_ACTION ITEM_
Each entry must be output exactly as it appears.

### DATASET CONTENT

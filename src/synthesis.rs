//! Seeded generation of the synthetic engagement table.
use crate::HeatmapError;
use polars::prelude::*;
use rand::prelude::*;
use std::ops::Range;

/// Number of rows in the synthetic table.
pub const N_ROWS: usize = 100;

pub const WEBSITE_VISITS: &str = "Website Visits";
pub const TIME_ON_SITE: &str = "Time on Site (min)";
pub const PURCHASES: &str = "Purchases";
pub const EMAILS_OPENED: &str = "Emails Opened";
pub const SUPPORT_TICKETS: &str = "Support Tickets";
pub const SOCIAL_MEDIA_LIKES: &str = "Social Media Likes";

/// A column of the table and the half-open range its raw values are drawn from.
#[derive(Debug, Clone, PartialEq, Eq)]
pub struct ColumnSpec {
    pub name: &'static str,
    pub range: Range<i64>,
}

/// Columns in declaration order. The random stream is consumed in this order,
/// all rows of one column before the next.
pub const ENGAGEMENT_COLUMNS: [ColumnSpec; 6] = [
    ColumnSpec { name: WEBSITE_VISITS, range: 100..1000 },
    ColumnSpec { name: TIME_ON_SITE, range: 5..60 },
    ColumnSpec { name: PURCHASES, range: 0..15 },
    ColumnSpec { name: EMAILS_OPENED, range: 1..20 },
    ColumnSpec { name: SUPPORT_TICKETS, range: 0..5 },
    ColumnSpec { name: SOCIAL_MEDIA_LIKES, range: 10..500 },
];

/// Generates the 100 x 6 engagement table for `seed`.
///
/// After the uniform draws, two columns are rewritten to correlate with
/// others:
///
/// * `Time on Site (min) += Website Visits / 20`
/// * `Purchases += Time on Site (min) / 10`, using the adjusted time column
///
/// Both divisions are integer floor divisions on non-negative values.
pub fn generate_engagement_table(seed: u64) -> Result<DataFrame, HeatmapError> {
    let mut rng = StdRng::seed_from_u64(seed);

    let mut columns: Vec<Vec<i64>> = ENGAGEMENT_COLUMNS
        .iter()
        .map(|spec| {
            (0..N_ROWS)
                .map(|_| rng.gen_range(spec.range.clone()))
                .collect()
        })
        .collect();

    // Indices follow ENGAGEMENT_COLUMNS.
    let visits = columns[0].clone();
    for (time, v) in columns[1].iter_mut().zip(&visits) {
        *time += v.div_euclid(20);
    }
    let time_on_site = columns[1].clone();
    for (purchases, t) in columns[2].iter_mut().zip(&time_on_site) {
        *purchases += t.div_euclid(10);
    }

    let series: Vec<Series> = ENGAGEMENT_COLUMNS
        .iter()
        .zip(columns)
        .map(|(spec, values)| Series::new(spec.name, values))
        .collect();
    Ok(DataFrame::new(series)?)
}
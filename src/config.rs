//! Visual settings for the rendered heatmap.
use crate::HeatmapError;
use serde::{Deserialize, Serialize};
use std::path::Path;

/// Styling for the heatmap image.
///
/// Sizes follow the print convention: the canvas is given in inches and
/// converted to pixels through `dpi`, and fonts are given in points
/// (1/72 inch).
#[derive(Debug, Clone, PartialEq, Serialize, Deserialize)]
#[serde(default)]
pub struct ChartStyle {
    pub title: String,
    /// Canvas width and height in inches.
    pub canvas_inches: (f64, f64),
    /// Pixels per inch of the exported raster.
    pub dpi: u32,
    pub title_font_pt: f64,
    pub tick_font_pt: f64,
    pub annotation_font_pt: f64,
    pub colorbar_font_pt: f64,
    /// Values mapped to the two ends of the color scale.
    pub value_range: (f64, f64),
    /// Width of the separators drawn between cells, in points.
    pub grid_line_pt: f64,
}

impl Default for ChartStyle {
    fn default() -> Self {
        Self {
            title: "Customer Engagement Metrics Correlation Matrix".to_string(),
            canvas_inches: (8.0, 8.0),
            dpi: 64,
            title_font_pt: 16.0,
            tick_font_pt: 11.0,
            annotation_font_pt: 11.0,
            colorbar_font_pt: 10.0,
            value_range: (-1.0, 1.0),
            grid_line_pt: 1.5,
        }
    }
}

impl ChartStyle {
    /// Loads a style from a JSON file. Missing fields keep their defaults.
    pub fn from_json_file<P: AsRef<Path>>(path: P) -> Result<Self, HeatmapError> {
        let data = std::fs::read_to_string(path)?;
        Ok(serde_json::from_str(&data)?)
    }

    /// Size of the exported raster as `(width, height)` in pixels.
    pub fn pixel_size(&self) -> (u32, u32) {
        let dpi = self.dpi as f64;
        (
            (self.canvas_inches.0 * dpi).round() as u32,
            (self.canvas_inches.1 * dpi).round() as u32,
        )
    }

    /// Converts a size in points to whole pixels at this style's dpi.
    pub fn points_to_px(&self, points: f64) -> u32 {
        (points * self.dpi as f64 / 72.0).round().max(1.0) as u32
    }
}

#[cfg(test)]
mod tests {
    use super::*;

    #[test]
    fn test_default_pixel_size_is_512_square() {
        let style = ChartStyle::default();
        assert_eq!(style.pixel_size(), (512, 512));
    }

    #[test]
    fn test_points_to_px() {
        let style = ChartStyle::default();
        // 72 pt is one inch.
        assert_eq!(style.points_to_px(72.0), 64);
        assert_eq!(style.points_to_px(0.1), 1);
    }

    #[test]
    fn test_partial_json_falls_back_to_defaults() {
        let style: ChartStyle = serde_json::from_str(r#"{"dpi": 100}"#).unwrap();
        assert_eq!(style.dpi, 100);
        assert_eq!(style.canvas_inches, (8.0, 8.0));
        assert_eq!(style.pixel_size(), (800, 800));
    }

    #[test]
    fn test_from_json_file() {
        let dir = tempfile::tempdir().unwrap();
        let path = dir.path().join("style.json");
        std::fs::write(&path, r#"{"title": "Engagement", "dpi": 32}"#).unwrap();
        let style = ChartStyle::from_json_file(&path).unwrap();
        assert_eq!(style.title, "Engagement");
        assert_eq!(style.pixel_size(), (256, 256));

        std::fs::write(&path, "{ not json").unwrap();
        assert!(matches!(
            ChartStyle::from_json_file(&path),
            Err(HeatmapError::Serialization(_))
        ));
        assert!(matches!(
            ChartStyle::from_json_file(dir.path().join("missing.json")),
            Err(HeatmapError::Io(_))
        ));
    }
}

######

_ANSWER FOR THIS EXERCISE_
filename src/synthesis.rs
//! Seeded generation of the synthetic engagement table.
use crate::HeatmapError;
use polars::prelude::*;
use rand::prelude::*;
use std::ops::Range;

/// Number of rows in the synthetic table.
pub const N_ROWS: usize = 100;

pub const WEBSITE_VISITS: &str = "Website Visits";
pub const TIME_ON_SITE: &str = "Time on Site (min)";
pub const PURCHASES: &str = "Purchases";
pub const EMAILS_OPENED: &str = "Emails Opened";
pub const SUPPORT_TICKETS: &str = "Support Tickets";
pub const SOCIAL_MEDIA_LIKES: &str = "Social Media Likes";

/// A column of the table and the half-open range its raw values are drawn from.
#[derive(Debug, Clone, PartialEq, Eq)]
pub struct ColumnSpec {
    pub name: &'static str,
    pub range: Range<i64>,
}

/// Columns in declaration order. The random stream is consumed in this order,
/// all rows of one column before the next.
pub const ENGAGEMENT_COLUMNS: [ColumnSpec; 6] = [
    ColumnSpec { name: WEBSITE_VISITS, range: 100..1000 },
    ColumnSpec { name: TIME_ON_SITE, range: 5..60 },
    ColumnSpec { name: PURCHASES, range: 0..15 },
    ColumnSpec { name: EMAILS_OPENED, range: 1..20 },
    ColumnSpec { name: SUPPORT_TICKETS, range: 0..5 },
    ColumnSpec { name: SOCIAL_MEDIA_LIKES, range: 10..500 },
];

/// Generates the 100 x 6 engagement table for `seed`.
///
/// After the uniform draws, two columns are rewritten to correlate with
/// others:
///
/// * `Time on Site (min) += Website Visits / 20`
/// * `Purchases += Time on Site (min) / 10`, using the adjusted time column
///
/// Both divisions are integer floor divisions on non-negative values.
pub fn generate_engagement_table(seed: u64) -> Result<DataFrame, HeatmapError> {
    let mut rng = StdRng::seed_from_u64(seed);

    let mut columns: Vec<Vec<i64>> = ENGAGEMENT_COLUMNS
        .iter()
        .map(|spec| {
            (0..N_ROWS)
                .map(|_| rng.gen_range(spec.range.clone()))
                .collect()
        })
        .collect();

    // Indices follow ENGAGEMENT_COLUMNS.
    let visits = columns[0].clone();
    for (time, v) in columns[1].iter_mut().zip(&visits) {
        *time += v.div_euclid(20);
    }
    let time_on_site = columns[1].clone();
    for (purchases, t) in columns[2].iter_mut().zip(&time_on_site) {
        *purchases += t.div_euclid(10);
    }

    let series: Vec<Series> = ENGAGEMENT_COLUMNS
        .iter()
        .zip(columns)
        .map(|(spec, values)| Series::new(spec.name, values))
        .collect();
    Ok(DataFrame::new(series)?)
}
filename src/config.rs
//! Visual settings for the rendered heatmap.
use crate::HeatmapError;
use serde::{Deserialize, Serialize};
use std::path::Path;

/// Styling for the heatmap image.
///
/// Sizes follow the print convention: the canvas is given in inches and
/// converted to pixels through `dpi`, and fonts are given in points
/// (1/72 inch).
#[derive(Debug, Clone, PartialEq, Serialize, Deserialize)]
#[serde(default)]
pub struct ChartStyle {
    pub title: String,
    /// Canvas width and height in inches.
    pub canvas_inches: (f64, f64),
    /// Pixels per inch of the exported raster.
    pub dpi: u32,
    pub title_font_pt: f64,
    pub tick_font_pt: f64,
    pub annotation_font_pt: f64,
    pub colorbar_font_pt: f64,
    /// Values mapped to the two ends of the color scale.
    pub value_range: (f64, f64),
    /// Width of the separators drawn between cells, in points.
    pub grid_line_pt: f64,
}

impl Default for ChartStyle {
    fn default() -> Self {
        Self {
            title: "Customer Engagement Metrics Correlation Matrix".to_string(),
            canvas_inches: (8.0, 8.0),
            dpi: 64,
            title_font_pt: 16.0,
            tick_font_pt: 11.0,
            annotation_font_pt: 11.0,
            colorbar_font_pt: 10.0,
            value_range: (-1.0, 1.0),
            grid_line_pt: 1.5,
        }
    }
}

impl ChartStyle {
    /// Loads a style from a JSON file. Missing fields keep their defaults.
    pub fn from_json_file<P: AsRef<Path>>(path: P) -> Result<Self, HeatmapError> {
        let data = std::fs::read_to_string(path)?;
        Ok(serde_json::from_str(&data)?)
    }

    /// Size of the exported raster as `(width, height)` in pixels.
    pub fn pixel_size(&self) -> (u32, u32) {
        let dpi = self.dpi as f64;
        (
            (self.canvas_inches.0 * dpi).round() as u32,
            (self.canvas_inches.1 * dpi).round() as u32,
        )
    }

    /// Converts a size in points to whole pixels at this style's dpi.
    pub fn points_to_px(&self, points: f64) -> u32 {
        (points * self.dpi as f64 / 72.0).round().max(1.0) as u32
    }
}

#[cfg(test)]
mod tests {
    use super::*;

    #[test]
    fn test_default_pixel_size_is_512_square() {
        let style = ChartStyle::default();
        assert_eq!(style.pixel_size(), (512, 512));
    }

    #[test]
    fn test_points_to_px() {
        let style = ChartStyle::default();
        // 72 pt is one inch.
        assert_eq!(style.points_to_px(72.0), 64);
        assert_eq!(style.points_to_px(0.1), 1);
    }

    #[test]
    fn test_partial_json_falls_back_to_defaults() {
        let style: ChartStyle = serde_json::from_str(r#"{"dpi": 100}"#).unwrap();
        assert_eq!(style.dpi, 100);
        assert_eq!(style.canvas_inches, (8.0, 8.0));
        assert_eq!(style.pixel_size(), (800, 800));
    }

    #[test]
    fn test_from_json_file() {
        let dir = tempfile::tempdir().unwrap();
        let path = dir.path().join("style.json");
        std::fs::write(&path, r#"{"title": "Engagement", "dpi": 32}"#).unwrap();
        let style = ChartStyle::from_json_file(&path).unwrap();
        assert_eq!(style.title, "Engagement");
        assert_eq!(style.pixel_size(), (256, 256));

        std::fs::write(&path, "{ not json").unwrap();
        assert!(matches!(
            ChartStyle::from_json_file(&path),
            Err(HeatmapError::Serialization(_))
        ));
        assert!(matches!(
            ChartStyle::from_json_file(dir.path().join("missing.json")),
            Err(HeatmapError::Io(_))
        ));
    }
}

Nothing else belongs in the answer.